What is required:
Which lines hold the word "started"? Copy each of them from the material.

Information given:
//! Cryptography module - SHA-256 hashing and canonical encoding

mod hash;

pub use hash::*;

---

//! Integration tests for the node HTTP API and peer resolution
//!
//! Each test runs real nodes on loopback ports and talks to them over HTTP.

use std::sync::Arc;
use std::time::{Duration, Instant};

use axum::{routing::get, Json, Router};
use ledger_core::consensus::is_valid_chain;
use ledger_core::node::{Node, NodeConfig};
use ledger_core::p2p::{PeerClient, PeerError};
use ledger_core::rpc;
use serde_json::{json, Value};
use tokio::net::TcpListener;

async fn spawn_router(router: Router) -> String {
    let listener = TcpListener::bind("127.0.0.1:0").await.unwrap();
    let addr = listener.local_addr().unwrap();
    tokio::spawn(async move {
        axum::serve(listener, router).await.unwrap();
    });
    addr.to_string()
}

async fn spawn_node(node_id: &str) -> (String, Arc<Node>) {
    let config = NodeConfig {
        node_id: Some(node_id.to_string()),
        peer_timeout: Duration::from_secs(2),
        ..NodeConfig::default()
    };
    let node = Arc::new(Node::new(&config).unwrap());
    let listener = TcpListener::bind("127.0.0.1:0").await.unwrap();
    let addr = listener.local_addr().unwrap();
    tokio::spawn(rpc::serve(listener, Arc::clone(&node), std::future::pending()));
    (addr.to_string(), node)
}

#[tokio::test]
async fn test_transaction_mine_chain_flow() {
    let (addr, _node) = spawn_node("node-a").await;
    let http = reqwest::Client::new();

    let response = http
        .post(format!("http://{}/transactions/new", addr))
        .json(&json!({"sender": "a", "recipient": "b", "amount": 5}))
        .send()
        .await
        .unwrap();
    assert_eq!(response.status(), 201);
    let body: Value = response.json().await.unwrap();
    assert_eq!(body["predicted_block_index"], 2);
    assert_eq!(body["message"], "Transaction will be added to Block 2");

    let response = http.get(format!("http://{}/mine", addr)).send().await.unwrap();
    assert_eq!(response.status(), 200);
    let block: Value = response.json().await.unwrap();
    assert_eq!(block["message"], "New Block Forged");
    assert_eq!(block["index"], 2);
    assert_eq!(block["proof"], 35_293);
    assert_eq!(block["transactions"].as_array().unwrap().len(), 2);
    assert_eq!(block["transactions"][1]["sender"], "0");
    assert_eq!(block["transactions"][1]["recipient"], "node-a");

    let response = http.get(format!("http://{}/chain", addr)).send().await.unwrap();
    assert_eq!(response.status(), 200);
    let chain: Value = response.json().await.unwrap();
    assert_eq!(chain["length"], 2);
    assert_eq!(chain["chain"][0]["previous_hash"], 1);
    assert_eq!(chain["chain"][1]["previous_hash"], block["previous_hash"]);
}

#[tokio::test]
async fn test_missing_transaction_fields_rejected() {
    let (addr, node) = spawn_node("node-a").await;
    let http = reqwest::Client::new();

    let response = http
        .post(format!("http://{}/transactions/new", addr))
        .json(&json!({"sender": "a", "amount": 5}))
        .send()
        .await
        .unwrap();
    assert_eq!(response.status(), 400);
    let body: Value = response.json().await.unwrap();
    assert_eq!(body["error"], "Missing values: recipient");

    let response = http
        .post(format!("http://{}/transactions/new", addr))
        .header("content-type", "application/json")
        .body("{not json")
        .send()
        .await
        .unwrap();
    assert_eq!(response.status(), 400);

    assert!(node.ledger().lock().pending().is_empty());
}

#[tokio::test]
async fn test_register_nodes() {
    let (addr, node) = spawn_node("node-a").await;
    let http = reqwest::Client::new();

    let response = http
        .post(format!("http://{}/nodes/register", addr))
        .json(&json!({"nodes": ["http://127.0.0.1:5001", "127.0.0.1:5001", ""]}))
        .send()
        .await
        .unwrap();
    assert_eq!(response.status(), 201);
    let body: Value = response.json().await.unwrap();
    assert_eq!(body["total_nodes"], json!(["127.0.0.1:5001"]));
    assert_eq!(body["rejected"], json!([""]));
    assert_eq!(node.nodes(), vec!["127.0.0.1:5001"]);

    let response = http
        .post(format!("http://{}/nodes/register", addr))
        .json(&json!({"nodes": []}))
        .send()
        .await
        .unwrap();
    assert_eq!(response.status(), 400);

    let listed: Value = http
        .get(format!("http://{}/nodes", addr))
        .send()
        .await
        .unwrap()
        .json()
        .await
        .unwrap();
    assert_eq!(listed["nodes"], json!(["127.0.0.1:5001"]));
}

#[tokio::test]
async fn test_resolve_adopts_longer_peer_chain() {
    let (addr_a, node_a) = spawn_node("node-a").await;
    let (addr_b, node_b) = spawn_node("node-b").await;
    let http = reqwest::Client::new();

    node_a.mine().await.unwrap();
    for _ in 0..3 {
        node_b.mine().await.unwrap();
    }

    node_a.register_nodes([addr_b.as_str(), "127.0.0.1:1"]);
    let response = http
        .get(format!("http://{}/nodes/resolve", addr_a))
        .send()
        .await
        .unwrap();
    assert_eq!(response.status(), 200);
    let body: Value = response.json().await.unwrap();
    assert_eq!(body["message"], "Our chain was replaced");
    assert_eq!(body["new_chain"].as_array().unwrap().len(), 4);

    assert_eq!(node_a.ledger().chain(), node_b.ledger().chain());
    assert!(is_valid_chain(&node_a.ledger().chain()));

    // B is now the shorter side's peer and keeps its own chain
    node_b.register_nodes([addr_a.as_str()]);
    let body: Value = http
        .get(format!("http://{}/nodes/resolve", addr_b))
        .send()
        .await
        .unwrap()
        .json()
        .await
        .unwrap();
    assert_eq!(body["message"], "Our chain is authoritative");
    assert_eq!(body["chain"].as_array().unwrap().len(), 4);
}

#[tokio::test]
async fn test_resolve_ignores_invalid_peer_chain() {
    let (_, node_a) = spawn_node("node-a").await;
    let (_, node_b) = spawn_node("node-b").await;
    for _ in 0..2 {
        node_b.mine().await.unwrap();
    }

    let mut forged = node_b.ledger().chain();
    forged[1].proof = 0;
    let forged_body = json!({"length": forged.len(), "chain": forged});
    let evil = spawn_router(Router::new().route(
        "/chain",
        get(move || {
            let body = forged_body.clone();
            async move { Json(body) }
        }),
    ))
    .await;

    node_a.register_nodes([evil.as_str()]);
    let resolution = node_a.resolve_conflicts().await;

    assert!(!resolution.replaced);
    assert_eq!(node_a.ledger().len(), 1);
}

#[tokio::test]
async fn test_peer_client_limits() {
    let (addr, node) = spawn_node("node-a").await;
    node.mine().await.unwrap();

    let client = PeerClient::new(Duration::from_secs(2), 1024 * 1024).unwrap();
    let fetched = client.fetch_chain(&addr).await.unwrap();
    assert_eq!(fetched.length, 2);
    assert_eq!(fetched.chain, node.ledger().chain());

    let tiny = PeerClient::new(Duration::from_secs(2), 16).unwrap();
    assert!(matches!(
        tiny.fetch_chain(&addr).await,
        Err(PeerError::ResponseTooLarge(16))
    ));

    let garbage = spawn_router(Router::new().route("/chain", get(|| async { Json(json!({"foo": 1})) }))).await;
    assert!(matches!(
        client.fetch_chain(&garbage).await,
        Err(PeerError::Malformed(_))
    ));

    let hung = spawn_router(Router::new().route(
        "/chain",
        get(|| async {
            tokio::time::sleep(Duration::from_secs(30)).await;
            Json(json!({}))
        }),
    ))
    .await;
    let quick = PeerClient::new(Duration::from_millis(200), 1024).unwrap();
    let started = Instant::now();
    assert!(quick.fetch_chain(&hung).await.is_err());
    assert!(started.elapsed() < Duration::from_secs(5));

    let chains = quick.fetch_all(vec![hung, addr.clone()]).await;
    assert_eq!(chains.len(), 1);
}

...

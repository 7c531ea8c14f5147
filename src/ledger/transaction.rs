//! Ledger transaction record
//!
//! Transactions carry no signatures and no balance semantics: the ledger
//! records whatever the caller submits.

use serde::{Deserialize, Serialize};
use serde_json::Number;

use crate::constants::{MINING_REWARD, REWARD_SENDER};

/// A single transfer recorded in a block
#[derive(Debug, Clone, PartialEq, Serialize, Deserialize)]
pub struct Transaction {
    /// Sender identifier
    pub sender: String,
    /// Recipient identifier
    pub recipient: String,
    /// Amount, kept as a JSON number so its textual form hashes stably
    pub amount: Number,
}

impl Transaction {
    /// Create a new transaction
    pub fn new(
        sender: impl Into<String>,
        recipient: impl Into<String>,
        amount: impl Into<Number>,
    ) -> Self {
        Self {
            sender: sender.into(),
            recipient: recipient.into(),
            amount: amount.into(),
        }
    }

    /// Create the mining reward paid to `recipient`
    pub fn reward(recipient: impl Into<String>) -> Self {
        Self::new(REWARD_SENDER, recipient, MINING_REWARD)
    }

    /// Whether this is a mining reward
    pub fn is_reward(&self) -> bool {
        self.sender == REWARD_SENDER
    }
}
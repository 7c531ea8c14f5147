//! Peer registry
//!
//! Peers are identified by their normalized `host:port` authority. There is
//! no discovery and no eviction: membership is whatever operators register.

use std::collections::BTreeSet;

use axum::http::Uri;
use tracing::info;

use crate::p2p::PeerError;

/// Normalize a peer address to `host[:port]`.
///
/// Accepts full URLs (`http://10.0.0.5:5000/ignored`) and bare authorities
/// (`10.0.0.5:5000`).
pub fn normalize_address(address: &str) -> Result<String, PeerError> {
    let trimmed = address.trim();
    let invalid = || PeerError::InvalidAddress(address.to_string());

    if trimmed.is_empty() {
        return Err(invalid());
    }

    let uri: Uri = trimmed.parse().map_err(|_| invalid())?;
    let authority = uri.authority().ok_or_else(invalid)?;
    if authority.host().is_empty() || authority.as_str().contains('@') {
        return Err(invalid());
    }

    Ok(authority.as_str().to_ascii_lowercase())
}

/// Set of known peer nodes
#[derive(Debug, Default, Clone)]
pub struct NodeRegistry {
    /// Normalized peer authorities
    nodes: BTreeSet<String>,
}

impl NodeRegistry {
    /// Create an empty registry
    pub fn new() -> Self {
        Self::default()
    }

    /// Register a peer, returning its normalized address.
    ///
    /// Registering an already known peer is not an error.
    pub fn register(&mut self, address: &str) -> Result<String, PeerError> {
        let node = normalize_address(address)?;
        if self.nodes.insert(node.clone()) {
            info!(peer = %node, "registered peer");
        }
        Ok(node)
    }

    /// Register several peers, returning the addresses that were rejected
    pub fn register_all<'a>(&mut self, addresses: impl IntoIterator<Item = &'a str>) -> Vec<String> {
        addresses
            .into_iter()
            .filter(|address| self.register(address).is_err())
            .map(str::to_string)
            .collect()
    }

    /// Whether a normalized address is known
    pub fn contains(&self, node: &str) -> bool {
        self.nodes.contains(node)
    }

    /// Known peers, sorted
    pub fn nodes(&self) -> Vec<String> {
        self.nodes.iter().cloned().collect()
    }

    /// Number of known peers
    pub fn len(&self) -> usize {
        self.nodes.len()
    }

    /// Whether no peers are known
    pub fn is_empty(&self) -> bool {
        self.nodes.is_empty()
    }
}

Result of this exercise:
    let started = Instant::now();
    assert!(started.elapsed() < Duration::from_secs(5));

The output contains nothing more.